Erdoğan, "Daha önce de televizyon dizisinde, biliyorsunuz, sevgili Peygamberimizi kamyonete bindirmişler, rüyalarında twetleri katlama emri aldıklarını söylemişlerdi. Düşün artık milletin yakasından. Yazıktır, düşün. Milletin inancını, tertemiz duygularını istismar etmekten vazgeçin artık. Yıllardır peşinizden sürüklediğiniz, iliğini emdiğiniz insanların hiç değilse bundan sonra geleceklerini çalmayın. Türkiye'yi bu çeteden, bu musibetten, bu kanser hücrelerinden temizlemekte kararlıyız. Ne demiştik? İnlerine gireceğiz ve girdik. Şimdi çözülüyor. 'Soruşturması süren daha çok dosya var' demiştik. 'Yaptıkları hainliklerin hesabını verecekler' demiştik. Birer birer hepsi de oluyor. İçeride ve dışarıda mücadelemiz kararlılıkla devam edecek. Yeni Türkiye, diğer tüm vesayet odakları gibi bunlardan da temizlenmiş, demokrasinin, hukukun, insan haklarının tam anlamıyla ve herkes için işlediği bir Türkiye olacak.

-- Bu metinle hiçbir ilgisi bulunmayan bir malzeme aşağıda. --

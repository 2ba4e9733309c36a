//! HubSpot Contacts API.

use serde::Serialize;
use serde_json::{json, Value};

use crate::client::HubSpotClient;
use crate::error::ApiError;
use crate::http::{HttpRequest, HttpResponse};
use crate::params::Params;
use crate::properties::{properties_from_value, to_records, PropertyHash, PropertyRecord, DEFAULT_IDENTITY_KEY};
use crate::resources::members;

pub const CREATE_CONTACT_PATH: &str = "/contacts/v1/contact";
pub const GET_CONTACT_BY_EMAIL_PATH: &str = "/contacts/v1/contact/email/:contact_email/profile";
pub const GET_CONTACTS_BY_EMAIL_PATH: &str = "/contacts/v1/contact/emails/batch";
pub const GET_CONTACT_BY_ID_PATH: &str = "/contacts/v1/contact/vid/:contact_id/profile";
pub const CONTACT_BATCH_PATH: &str = "/contacts/v1/contact/vids/batch";
pub const GET_CONTACT_BY_UTK_PATH: &str = "/contacts/v1/contact/utk/:contact_utk/profile";
pub const GET_CONTACTS_BY_UTK_PATH: &str = "/contacts/v1/contact/utks/batch";
pub const UPDATE_CONTACT_PATH: &str = "/contacts/v1/contact/vid/:contact_id/profile";
pub const DESTROY_CONTACT_PATH: &str = "/contacts/v1/contact/vid/:contact_id";
pub const CONTACTS_PATH: &str = "/contacts/v1/lists/all/contacts/all";
pub const RECENT_CONTACTS_PATH: &str = "/contacts/v1/lists/recently_updated/contacts/recent";
pub const BATCH_CREATE_OR_UPDATE_PATH: &str = "/contacts/v1/contact/batch/";
pub const CREATE_OR_UPDATE_PATH: &str = "/contacts/v1/contact/createOrUpdate/email/:contact_email";

/// A contact as returned by the profile endpoints.
#[derive(Debug, Clone, PartialEq)]
pub struct Contact {
    pub vid: Option<i64>,
    pub properties: PropertyHash,
}

impl Contact {
    pub fn from_value(value: &Value) -> Self {
        Self {
            vid: value.get("vid").and_then(Value::as_i64),
            properties: properties_from_value(value.get("properties")),
        }
    }

    pub fn get(&self, property: &str) -> Option<&Value> {
        self.properties.get(property)
    }

    pub fn email(&self) -> Option<&str> {
        self.get("email").and_then(Value::as_str)
    }

    pub fn utk(&self) -> Option<&str> {
        self.get("usertoken").and_then(Value::as_str)
    }

    /// Merge properties that were just sent in an update.
    pub fn apply_update(&mut self, properties: &PropertyHash) {
        for (k, v) in properties {
            self.properties.insert(k.clone(), v.clone());
        }
    }
}

/// One entry of a batch create-or-update call. Needs a `vid` or an `email`.
#[derive(Debug, Clone, Default, PartialEq)]
pub struct ContactUpsert {
    pub vid: Option<i64>,
    pub email: Option<String>,
    pub properties: PropertyHash,
}

#[derive(Serialize)]
struct BatchEntry<'a> {
    #[serde(skip_serializing_if = "Option::is_none")]
    vid: Option<i64>,
    #[serde(skip_serializing_if = "Option::is_none")]
    email: Option<&'a str>,
    properties: Vec<PropertyRecord>,
}

fn properties_body(properties: &PropertyHash) -> Value {
    json!({ "properties": to_records(properties, DEFAULT_IDENTITY_KEY) })
}

impl HubSpotClient {
    /// Create a contact. `email` overrides any `email` in `properties`.
    pub fn build_create_contact(&self, email: &str, properties: &PropertyHash) -> Result<HttpRequest, ApiError> {
        let mut properties = properties.clone();
        properties.insert("email".to_string(), Value::from(email));
        self.build_post_json(CREATE_CONTACT_PATH, &Params::new(), Some(&properties_body(&properties)))
    }

    /// Parse a single contact profile.
    pub fn parse_contact(&self, response: HttpResponse) -> Result<Contact, ApiError> {
        let body: Value = self.parse_json(response)?;
        Ok(Contact::from_value(&body))
    }

    pub fn build_all_contacts(&self, params: &Params) -> Result<HttpRequest, ApiError> {
        self.build_get(CONTACTS_PATH, params)
    }

    /// Recently updated contacts; asks for the `email` property by default.
    pub fn build_recent_contacts(&self, params: &Params) -> Result<HttpRequest, ApiError> {
        let mut params = params.clone();
        params.insert("property", "email");
        self.build_get(RECENT_CONTACTS_PATH, &params)
    }

    /// Parse the `contacts` page returned by the list endpoints.
    pub fn parse_contacts(&self, response: HttpResponse) -> Result<Vec<Contact>, ApiError> {
        let body: Value = self.parse_json(response)?;
        Ok(members(&body, "contacts", Contact::from_value))
    }

    pub fn build_find_contact_by_id(&self, vid: i64) -> Result<HttpRequest, ApiError> {
        self.build_get(GET_CONTACT_BY_ID_PATH, &Params::new().with("contact_id", vid))
    }

    pub fn build_find_contacts_by_ids(&self, vids: &[i64]) -> Result<HttpRequest, ApiError> {
        self.batch_lookup(CONTACT_BATCH_PATH, "batch_vid", vids.to_vec())
    }

    pub fn build_find_contact_by_email(&self, email: &str) -> Result<HttpRequest, ApiError> {
        self.build_get(GET_CONTACT_BY_EMAIL_PATH, &Params::new().with("contact_email", email))
    }

    pub fn build_find_contacts_by_emails(&self, emails: &[&str]) -> Result<HttpRequest, ApiError> {
        self.batch_lookup(GET_CONTACTS_BY_EMAIL_PATH, "batch_email", emails.to_vec())
    }

    pub fn build_find_contact_by_utk(&self, utk: &str) -> Result<HttpRequest, ApiError> {
        self.build_get(GET_CONTACT_BY_UTK_PATH, &Params::new().with("contact_utk", utk))
    }

    pub fn build_find_contacts_by_utks(&self, utks: &[&str]) -> Result<HttpRequest, ApiError> {
        self.batch_lookup(GET_CONTACTS_BY_UTK_PATH, "batch_utk", utks.to_vec())
    }

    /// Parse a batch lookup response: an object keyed by vid.
    pub fn parse_contacts_batch(&self, response: HttpResponse) -> Result<Vec<Contact>, ApiError> {
        let body: Value = self.parse_json(response)?;
        let contacts = body
            .as_object()
            .map(|by_vid| by_vid.values().map(Contact::from_value).collect())
            .unwrap_or_default();
        Ok(contacts)
    }

    pub fn build_update_contact(&self, vid: i64, properties: &PropertyHash) -> Result<HttpRequest, ApiError> {
        let params = Params::new().with("contact_id", vid);
        self.build_post_json(UPDATE_CONTACT_PATH, &params, Some(&properties_body(properties)))
    }

    pub fn build_destroy_contact(&self, vid: i64) -> Result<HttpRequest, ApiError> {
        self.build_delete(DESTROY_CONTACT_PATH, &Params::new().with("contact_id", vid))
    }

    /// Create or update by email. An `email` already present in
    /// `properties` is kept.
    pub fn build_create_or_update_contact_by_email(
        &self,
        email: &str,
        properties: &PropertyHash,
    ) -> Result<HttpRequest, ApiError> {
        let mut properties = properties.clone();
        properties
            .entry("email".to_string())
            .or_insert_with(|| Value::from(email));
        let params = Params::new().with("contact_email", email);
        self.build_post_json(CREATE_OR_UPDATE_PATH, &params, Some(&properties_body(&properties)))
    }

    /// Batch create-or-update. Each entry is addressed by `vid` when present,
    /// otherwise by `email`.
    pub fn build_batch_create_or_update_contacts(&self, contacts: &[ContactUpsert]) -> Result<HttpRequest, ApiError> {
        let entries = contacts
            .iter()
            .map(|contact| {
                let mut properties = contact.properties.clone();
                properties.shift_remove("vid");
                let (vid, email) = match (contact.vid, contact.email.as_deref()) {
                    (Some(vid), _) => (Some(vid), None),
                    (None, Some(email)) => (None, Some(email)),
                    (None, None) => {
                        return Err(ApiError::InvalidParams("expecting vid or email for contact".to_string()))
                    }
                };
                Ok(BatchEntry {
                    vid,
                    email,
                    properties: to_records(&properties, DEFAULT_IDENTITY_KEY),
                })
            })
            .collect::<Result<Vec<_>, _>>()?;
        self.build_post_json(BATCH_CREATE_OR_UPDATE_PATH, &Params::new(), Some(&entries))
    }

    fn batch_lookup<T>(&self, path: &str, key: &str, items: Vec<T>) -> Result<HttpRequest, ApiError>
    where
        T: Into<crate::params::Scalar>,
    {
        if items.is_empty() {
            return Err(ApiError::InvalidParams(format!("{key} needs at least one value")));
        }
        self.build_get(path, &Params::new().with(key, items))
    }
}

Bu konuda verdiğiniz destek için her birinize ayrı ayrı teşekkür ediyorum.

Benim ofisimi dinleyenlerden iki tanesi Romanya'da yakalandı. Önce Hırvatistan, oradan kaçtı Macaristan, oradan kaçtılar Romanya ve Romanya'da yakalandılar. Şimdi ilişkilerimiz devam ediyor. Bir an önce onların Türkiye'ye iadesini istedik. Temenni ederim ki en kısa zamanda iadeleri gerçekleşir. Durum bu. Tam bir şebeke."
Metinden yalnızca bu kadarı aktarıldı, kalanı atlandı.